We can see the myths about Theseus changing emphasis according to whether the Athenians are invading Persian territory or the Persians are invading Athenian territory. We also can see how widespread that belief is from the stories that were told, for example, about the Athenians believing that Theseus was fighting alongside them. That’s the story told about the Battle of Marathon. And then later we actually see, at the beginning of the battle of Plataea, when the Athenians are arguing about where they should stand in the Greek lineup, they use that myth, that Theseus defended Attica against the Amazons, to explain why they should be in a particular position in the lineup to defend Greece against the Persians. So we know these stories.
But do we know whether the Greeks really believed in them? Or were they just convenient stories? That question is a long-running debate in scholarship on this area. And it is, in fact, the title of a book by a man called Paul Veyne. And it’s quite an interesting question in the sense that it helps us to think not just about Greek myth but also about our relationship with Greek myth and our relationship with beliefs more generally. So Veyne argues that over time we create cultural programmes of truths that we’re allowed to believe in, that we restructure. And each era recreates that structure so that they have a different set of beliefs. They adapt their beliefs over time.
This doesn’t mean that anything goes. But it certainly means that myth, that beliefs in general, can shift and change in response, as we’ve talked about with myths specifically. But I don’t think that we should therefore think that beliefs, that myths specifically, are being cynically manipulated. One of the reasons that they’re so long lived is that they’re very sticky. But that’s because they encapsulate truths. And this is something that, again, we can actually go back to a Greek writer to think about– Pausanias. He’s writing during the Roman period, but in Greek. And he goes around Greece writing about what he sees and hears. So we get a lot of information about myth.
And he says at the beginning of his travels he thought all these myths were just full of foolishness. But now, as he gets towards the end of that travel, he’s realised that they are, in fact, hard to understand but full of wisdom. Thank you very much, Esther. So in the learning steps that follow, we will be exploring the theme whether myths contain particular forms of wisdom that are perhaps difficult to express in other ways and to what extent this is still true of political discourse today.

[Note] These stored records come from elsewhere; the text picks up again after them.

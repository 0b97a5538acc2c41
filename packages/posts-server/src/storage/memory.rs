//! In-memory storage implementation.
//!
//! All data is held in RAM behind a [`RwLock`] and is lost when the process
//! exits. Use this for tests, the conformance suite, and ephemeral servers.
//!
//! Posts are stored in a [`BTreeMap`] keyed by id, so iteration order is
//! ascending id order with no extra sort.

use std::collections::BTreeMap;
use std::sync::{RwLock, RwLockReadGuard, RwLockWriteGuard};

use async_trait::async_trait;
use posts_api::{Post, PostPayload};

use super::{PostFilter, Storage, StorageError};

// ---------------------------------------------------------------------------
// Internal state
// ---------------------------------------------------------------------------

struct Inner {
    posts: BTreeMap<i64, Post>,
    /// Last id handed out. Never decreases, so deleted ids are not reused.
    last_id: i64,
}

// ---------------------------------------------------------------------------
// MemoryStorage
// ---------------------------------------------------------------------------

/// Thread-safe, in-memory implementation of [`Storage`].
pub struct MemoryStorage {
    inner: RwLock<Inner>,
}

impl MemoryStorage {
    pub fn new() -> Self {
        Self {
            inner: RwLock::new(Inner {
                posts: BTreeMap::new(),
                last_id: 0,
            }),
        }
    }

    fn read(&self) -> RwLockReadGuard<'_, Inner> {
        self.inner.read().unwrap_or_else(|p| p.into_inner())
    }

    fn write(&self) -> RwLockWriteGuard<'_, Inner> {
        self.inner.write().unwrap_or_else(|p| p.into_inner())
    }
}

impl Default for MemoryStorage {
    fn default() -> Self {
        Self::new()
    }
}

// ---------------------------------------------------------------------------
// Storage impl
// ---------------------------------------------------------------------------

#[async_trait]
impl Storage for MemoryStorage {
    async fn list_posts(&self, filter: &PostFilter) -> Result<Vec<Post>, StorageError> {
        let inner = self.read();
        Ok(inner
            .posts
            .values()
            .filter(|p| filter.matches(p))
            .cloned()
            .collect())
    }

    async fn get_post(&self, id: i64) -> Result<Option<Post>, StorageError> {
        Ok(self.read().posts.get(&id).cloned())
    }

    async fn create_post(&self, payload: &PostPayload) -> Result<Post, StorageError> {
        let mut inner = self.write();
        inner.last_id += 1;
        let post = Post {
            id: inner.last_id,
            title: payload.title.clone(),
            body: payload.body.clone(),
        };
        inner.posts.insert(post.id, post.clone());
        Ok(post)
    }

    async fn update_post(&self, id: i64, payload: &PostPayload) -> Result<Post, StorageError> {
        let mut inner = self.write();
        let post = inner.posts.get_mut(&id).ok_or(StorageError::NotFound(id))?;
        post.title = payload.title.clone();
        post.body = payload.body.clone();
        Ok(post.clone())
    }

    async fn delete_post(&self, id: i64) -> Result<(), StorageError> {
        self.write()
            .posts
            .remove(&id)
            .map(|_| ())
            .ok_or(StorageError::NotFound(id))
    }

    async fn clear(&self) -> Result<(), StorageError> {
        self.write().posts.clear();
        Ok(())
    }
}

// ---------------------------------------------------------------------------
// Tests
// ---------------------------------------------------------------------------
//! Payload validation for post writes.
//!
//! The post schema is fixed: the payload must be an object whose `title` and
//! `body` properties are both present and both strings. Extra properties are
//! ignored. The first violation found is reported, in this order:
//!
//! 1. the payload is not an object;
//! 2. a required property is missing (`title` before `body`);
//! 3. a property has the wrong type (`title` before `body`).
//!
//! Error messages follow the JSON Schema validator wording clients already
//! match on, e.g. `'body' is a required property` and
//! `32 is not of type 'string'`.

use serde_json::{Map, Number, Value};
use thiserror::Error;

use crate::post::PostPayload;

/// Properties every post payload must carry, in reporting order.
pub const REQUIRED_PROPERTIES: [&str; 2] = ["title", "body"];

/// Why a payload was rejected. `Display` is the message sent to clients.
#[derive(Debug, Error, PartialEq)]
pub enum SchemaError {
    #[error("{} is not of type 'object'", repr(.0))]
    NotAnObject(Value),

    #[error("'{0}' is a required property")]
    MissingProperty(&'static str),

    #[error("{} is not of type 'string'", repr(.value))]
    NotAString { property: &'static str, value: Value },
}

/// Validate `payload` against the post schema and extract a [`PostPayload`].
pub fn validate_post(payload: &Value) -> Result<PostPayload, SchemaError> {
    let object = payload
        .as_object()
        .ok_or_else(|| SchemaError::NotAnObject(payload.clone()))?;

    for name in REQUIRED_PROPERTIES {
        if !object.contains_key(name) {
            return Err(SchemaError::MissingProperty(name));
        }
    }

    let title = string_property(object, "title")?;
    let body = string_property(object, "body")?;
    Ok(PostPayload::new(title, body))
}

fn string_property(object: &Map<String, Value>, name: &'static str) -> Result<String, SchemaError> {
    match object.get(name) {
        Some(Value::String(s)) => Ok(s.clone()),
        Some(other) => Err(SchemaError::NotAString {
            property: name,
            value: other.clone(),
        }),
        None => Err(SchemaError::MissingProperty(name)),
    }
}

// --- instance rendering ------------------------------------------------------

/// Render a JSON value the way validator messages quote instances:
/// `'text'`, `32`, `1.5`, `None`, `True`, `[1, 2]`, `{'k': 'v'}`.
fn repr(value: &Value) -> String {
    match value {
        Value::Null => "None".into(),
        Value::Bool(true) => "True".into(),
        Value::Bool(false) => "False".into(),
        Value::Number(n) => repr_number(n),
        Value::String(s) => quote(s),
        Value::Array(items) => {
            let inner: Vec<String> = items.iter().map(repr).collect();
            format!("[{}]", inner.join(", "))
        }
        Value::Object(map) => {
            let inner: Vec<String> = map
                .iter()
                .map(|(k, v)| format!("{}: {}", quote(k), repr(v)))
                .collect();
            format!("{{{}}}", inner.join(", "))
        }
    }
}

/// Integer literals of any width are echoed as written; everything else is
/// a float and goes through [`repr_float`].
fn repr_number(n: &Number) -> String {
    if let Some(i) = n.as_i64() {
        return i.to_string();
    }
    let literal = n.to_string();
    let is_integer = literal
        .strip_prefix('-')
        .unwrap_or(&literal)
        .bytes()
        .all(|b| b.is_ascii_digit());
    if is_integer {
        return literal;
    }
    match n.as_f64() {
        Some(f) => repr_float(f),
        None => literal,
    }
}

/// Shortest round-trip digits, positional for exponents in `-4..16` and
/// scientific otherwise with a signed two-digit exponent:
/// `1.5`, `123.0`, `0.0001`, `1e+16`, `1e-07`.
fn repr_float(f: f64) -> String {
    if f.is_nan() {
        return "nan".into();
    }
    if f.is_infinite() {
        return if f < 0.0 { "-inf" } else { "inf" }.into();
    }
    let sign = if f.is_sign_negative() { "-" } else { "" };
    if f == 0.0 {
        return format!("{sign}0.0");
    }

    let sci = format!("{:e}", f.abs());
    let (mantissa, exp) = sci.split_once('e').unwrap_or((&sci, "0"));
    let exp: i32 = exp.parse().unwrap_or(0);
    let digits: String = mantissa.chars().filter(|c| *c != '.').collect();

    let body = if (-4..16).contains(&exp) {
        if exp >= 0 {
            let point = exp as usize + 1;
            if digits.len() <= point {
                format!("{digits}{}.0", "0".repeat(point - digits.len()))
            } else {
                format!("{}.{}", &digits[..point], &digits[point..])
            }
        } else {
            format!("0.{}{digits}", "0".repeat((-exp - 1) as usize))
        }
    } else {
        let (head, tail) = digits.split_at(1);
        let dot = if tail.is_empty() { "" } else { "." };
        let exp_sign = if exp < 0 { '-' } else { '+' };
        format!("{head}{dot}{tail}e{exp_sign}{:02}", exp.abs())
    };
    format!("{sign}{body}")
}

/// Single-quote `s`, switching to double quotes when that avoids escaping.
fn quote(s: &str) -> String {
    let delim = if s.contains('\'') && !s.contains('"') { '"' } else { '\'' };
    let mut out = String::with_capacity(s.len() + 2);
    out.push(delim);
    for c in s.chars() {
        match c {
            '\\' => out.push_str("\\\\"),
            '\n' => out.push_str("\\n"),
            '\r' => out.push_str("\\r"),
            '\t' => out.push_str("\\t"),
            c if c == delim => {
                out.push('\\');
                out.push(c);
            }
            c => out.push(c),
        }
    }
    out.push(delim);
    out
}

#[cfg(test)]
mod tests {
    use super::*;
    use serde_json::json;

    #[test]
    fn valid_payload_extracts_fields() {
        let p = validate_post(&json!({ "title": "Example Post", "body": "Just a test" })).unwrap();
        assert_eq!(p, PostPayload::new("Example Post", "Just a test"));
    }

    #[test]
    fn extra_properties_are_ignored() {
        let p = validate_post(&json!({ "title": "a", "body": "b", "tags": ["x"] })).unwrap();
        assert_eq!(p.title, "a");
    }

    #[test]
    fn empty_strings_are_accepted() {
        assert!(validate_post(&json!({ "title": "", "body": "" })).is_ok());
    }

    #[test]
    fn missing_body_names_the_property() {
        let err = validate_post(&json!({ "title": "Example Post" })).unwrap_err();
        assert_eq!(err.to_string(), "'body' is a required property");
    }

    #[test]
    fn missing_title_is_reported_before_body() {
        let err = validate_post(&json!({})).unwrap_err();
        assert_eq!(err, SchemaError::MissingProperty("title"));
    }

    #[test]
    fn integer_body_names_value_and_type() {
        let err = validate_post(&json!({ "title": "Example Post", "body": 32 })).unwrap_err();
        assert_eq!(err.to_string(), "32 is not of type 'string'");
    }

    #[test]
    fn missing_property_wins_over_wrong_type() {
        let err = validate_post(&json!({ "title": 5 })).unwrap_err();
        assert_eq!(err.to_string(), "'body' is a required property");
    }

    #[test]
    fn null_and_bool_render_like_python() {
        let err = validate_post(&json!({ "title": null, "body": "b" })).unwrap_err();
        assert_eq!(err.to_string(), "None is not of type 'string'");

        let err = validate_post(&json!({ "title": "t", "body": true })).unwrap_err();
        assert_eq!(err.to_string(), "True is not of type 'string'");
    }

    #[test]
    fn non_object_payload_is_rejected() {
        let err = validate_post(&json!("<xml></xml>")).unwrap_err();
        assert_eq!(err.to_string(), "'<xml></xml>' is not of type 'object'");

        let err = validate_post(&json!([1, 2.5])).unwrap_err();
        assert_eq!(err.to_string(), "[1, 2.5] is not of type 'object'");
    }

    #[test]
    fn floats_render_like_python() {
        let cases = [
            (json!(1.5), "1.5"),
            (json!(123.0), "123.0"),
            (json!(0.0001), "0.0001"),
            (json!(0.00001), "1e-05"),
            (json!(1e-7), "1e-07"),
            (json!(1e16), "1e+16"),
            (json!(1e20), "1e+20"),
            (json!(-2.5e-10), "-2.5e-10"),
            (json!(1e15), "1000000000000000.0"),
        ];
        for (value, expected) in cases {
            let err = validate_post(&json!({ "title": value, "body": "b" })).unwrap_err();
            assert_eq!(err.to_string(), format!("{expected} is not of type 'string'"));
        }
    }

    #[test]
    fn wide_integers_keep_their_digits() {
        let payload: Value =
            serde_json::from_str(r#"{"title": "t", "body": 100000000000000000000}"#).unwrap();
        let err = validate_post(&payload).unwrap_err();
        assert_eq!(err.to_string(), "100000000000000000000 is not of type 'string'");

        let payload: Value =
            serde_json::from_str(r#"{"title": "t", "body": 18446744073709551615}"#).unwrap();
        let err = validate_post(&payload).unwrap_err();
        assert_eq!(err.to_string(), "18446744073709551615 is not of type 'string'");
    }

    #[test]
    fn float_literals_in_payload_render_like_python() {
        let payload: Value = serde_json::from_str(r#"{"title": 1E20, "body": "b"}"#).unwrap();
        let err = validate_post(&payload).unwrap_err();
        assert_eq!(err.to_string(), "1e+20 is not of type 'string'");
    }

    #[test]
    fn nested_values_render_with_quotes() {
        let err = validate_post(&json!({ "title": "t", "body": { "k": "it's" } })).unwrap_err();
        assert_eq!(err.to_string(), "{'k': \"it's\"} is not of type 'string'");
    }
}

Dr Esther Eidinow was an Assistant Professor in Ancient Greek History at the University of Nottingham. She is now a Professor in Ancient History at the University of Bristol.

In this conversation with Maiken, she discusses parallels between ancient myths and modern ideologies. She suggests that the story form is what lends political, moral and religious ideas credibility and persuasiveness, and that this narrative form, originating in ancients myths, still matters to the way we organise our political beliefs today.

Do you agree? When and where do political actors use narrative to convey political ideas? And what about your own beliefs? Do you ever resort to story-telling when you are asked to explain why you support particular political ideas or principles?